Dagegen entwickelte Anke Eckardt ihre Installation Phantom Lines direkt aus dem Eindruck des Raums. Die gelernte Toningenieurin und bildende Künstlerin nahm die Geräusche von Rasensprengern, Passanten, Vögeln, menschlichen Stimmen im Garten der Freundschaftsinsel auf und lässt sie über Ultraschalllautsprecher erklingen. Diese vom Militär entwickelten Lautsprecher sollen eigentlich eine abschreckende Wirkung haben. Ihre Wirkung beruht auf der Erzeugung von schmalen Klangstrahlen, die von den Wänden zurückgegeben werden können. Natürlich kommen in der Ausstellung keine Originallautsprecher zum Einsatz, sondern Vorführmodelle, die die gebürtige Dresdnerin bei einem Aufenthalt in den USA auftreiben konnte. Dennoch zeigt sich die unterschwellige Bedrohung durch diese neue Art von Klangterror.
Nur bei der Eröffnung war das Stück splitting 33 von Michael Maierhof live zu hören. Dafür bespielte Caleb Salgado einen liegenden Kontrabass mit motorbetriebenen Sticks und einem Schallbecher aus Plastik im analogen Modus. Die Idee dabei ist, wie der Hamburger Komponist Maierhof erklärt, dass der Hörer quasi selbst im Kontrabass sitzt und zugleich die äußere Akustik mithören kann. Auch wenn es nicht um Tonhöhen als solche, sondern um das Schwingen von zwei verschiedenen Welten gehen soll, wurden die Saiten des Kontrabasses eigens auf einen e-Moll-Septakkord umgestimmt. Als kuriose Petitesse erweist sich das zweiminütige Stück „Der nagende Wurm“ („Tarlo che rode“) von Filippo Perocco. Obwohl nur aus einem einzigen Ton, einem etwas vertieften, dreigestrichenen a, bestehend, braucht man zum Spielen zwei Hände. Mit einer wird der hohe Ton sehr schnell hintereinander angeschlagen, während die zweite Glissandi auf der Saite des Cembalos erzeugt. Mikrofon und Midfield-Monitor ermöglichen dabei nuancierte Hörerfahrungen jenseits des üblicherweise Hörbaren.
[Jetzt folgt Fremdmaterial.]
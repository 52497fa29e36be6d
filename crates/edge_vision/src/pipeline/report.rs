use std::{
    fs,
    path::{Path, PathBuf},
};

use serde::Serialize;
use tracing::{info, warn};

use crate::{detector::Detector, error::Result};

/// What happened to one input file
#[derive(Debug, Clone, PartialEq, Serialize)]
#[serde(tag = "status", rename_all = "snake_case")]
pub enum FileStatus {
    Written { output: PathBuf },
    Failed { reason: String },
}

#[derive(Debug, Clone, PartialEq, Serialize)]
pub struct FileOutcome {
    pub input: PathBuf,
    #[serde(flatten)]
    pub status: FileStatus,
}

impl FileOutcome {
    pub fn is_success(&self) -> bool {
        matches!(self.status, FileStatus::Written { .. })
    }
}

/// Per-file outcomes of one batch run, in processing order
#[derive(Debug, Clone, PartialEq, Serialize)]
pub struct BatchReport {
    pub detector: Detector,
    pub outcomes: Vec<FileOutcome>,
    /// Set when the run stopped early on a cancellation request
    pub cancelled: bool,
}

impl BatchReport {
    pub fn new(detector: Detector) -> Self {
        Self {
            detector,
            outcomes: Vec::new(),
            cancelled: false,
        }
    }

    pub fn processed(&self) -> usize {
        self.outcomes.len()
    }

    pub fn succeeded(&self) -> usize {
        self.outcomes.iter().filter(|o| o.is_success()).count()
    }

    pub fn failed(&self) -> usize {
        self.processed() - self.succeeded()
    }

    /// Failed inputs with their reasons
    pub fn failures(&self) -> impl Iterator<Item = (&Path, &str)> {
        self.outcomes.iter().filter_map(|o| match &o.status {
            FileStatus::Failed { reason } => Some((o.input.as_path(), reason.as_str())),
            FileStatus::Written { .. } => None,
        })
    }

    /// Output paths written during the run
    pub fn outputs(&self) -> impl Iterator<Item = &Path> {
        self.outcomes.iter().filter_map(|o| match &o.status {
            FileStatus::Written { output } => Some(output.as_path()),
            FileStatus::Failed { .. } => None,
        })
    }

    pub fn log_summary(&self) {
        info!(
            "Processed {} image(s) with {}: {} succeeded, {} failed",
            self.processed(),
            self.detector.method(),
            self.succeeded(),
            self.failed()
        );
        for (input, reason) in self.failures() {
            warn!("  {}: {}", input.display(), reason);
        }
        if self.cancelled {
            warn!("Batch was cancelled before all images were processed");
        }
    }

    pub fn to_json(&self) -> Result<String> {
        Ok(serde_json::to_string_pretty(self)?)
    }

    pub fn save_json(&self, path: impl AsRef<Path>) -> Result<()> {
        fs::write(path, self.to_json()?)?;
        Ok(())
    }
}

#[cfg(test)]
mod tests {
    use super::*;

    fn report() -> BatchReport {
        let mut report = BatchReport::new(Detector::default());
        report.outcomes.push(FileOutcome {
            input: PathBuf::from("in/a.png"),
            status: FileStatus::Written {
                output: PathBuf::from("out/a.png"),
            },
        });
        report.outcomes.push(FileOutcome {
            input: PathBuf::from("in/b.png"),
            status: FileStatus::Failed {
                reason: "broken".to_string(),
            },
        });
        report
    }

    #[test]
    fn test_counts() {
        let report = report();
        assert_eq!(report.processed(), 2);
        assert_eq!(report.succeeded(), 1);
        assert_eq!(report.failed(), 1);
        assert_eq!(
            report.failures().collect::<Vec<_>>(),
            vec![(Path::new("in/b.png"), "broken")]
        );
        assert_eq!(report.outputs().collect::<Vec<_>>(), vec![Path::new("out/a.png")]);
    }

    #[test]
    fn test_json_layout() {
        let json: serde_json::Value =
            serde_json::from_str(&report().to_json().expect("Should serialize")).expect("Should parse");
        assert_eq!(json["detector"]["method"], "canny");
        assert_eq!(json["outcomes"][0]["status"], "written");
        assert_eq!(json["outcomes"][0]["output"], "out/a.png");
        assert_eq!(json["outcomes"][1]["status"], "failed");
        assert_eq!(json["outcomes"][1]["reason"], "broken");
        assert_eq!(json["cancelled"], false);
    }
}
Sinustöne sind in der Natur normalerweise nicht vorhanden und können nur technisch produziert werden. Von der besonderen Reinheit und Körperlosigkeit dieser Töne ist die Komponistin Chiyoko Szlavnics fasziniert. In ihrem Stück Interior Landscapes IIa (Innere Landschaften) verwebt die gebürtige Kanadierin, die seit Langem in Berlin lebt, 21 Sinustöne zu einem komplexen Klanggewebe. Zum Einsatz kommen dabei drei auf die Glasscheiben geklebte Schallwandler, die die Vibrationen der zarten, schimmernden Klänge übertragen. Wenn man an die Scheiben herantritt, verändert sich die Wahrnehmung sowohl akustisch als auch optisch – das Fenster wird quasi zu einem beweglichen Bild. Doch die subtile und sublime Komposition von Chiyoko Slavnics richtet den Blick nicht nur nach außen, sondern vor allem ins Innere. Wer sich darauf einlässt, kommt den Urgründen unserer Existenz näher. Denn nicht das Sehen, sondern das Hören ist die erste Weltwahrnehmung. Nicht das Auge, sondern das Ohr ist das älteste Organ des Menschen. Es liegt am Menschen, was er aus dieser Gabe macht. Allein schon, um darüber zu meditieren, lohnt sich der Besuch der anregenden Ausstellung Naked im Pavillon auf der Freundschaftsinsel.
Die Ausstellung läuft bis zum 10. Juli auf der Freundschaftsinsel: Ein zweites Livekonzert ist für das Wochenende vom 10. bis 12. Juni geplant.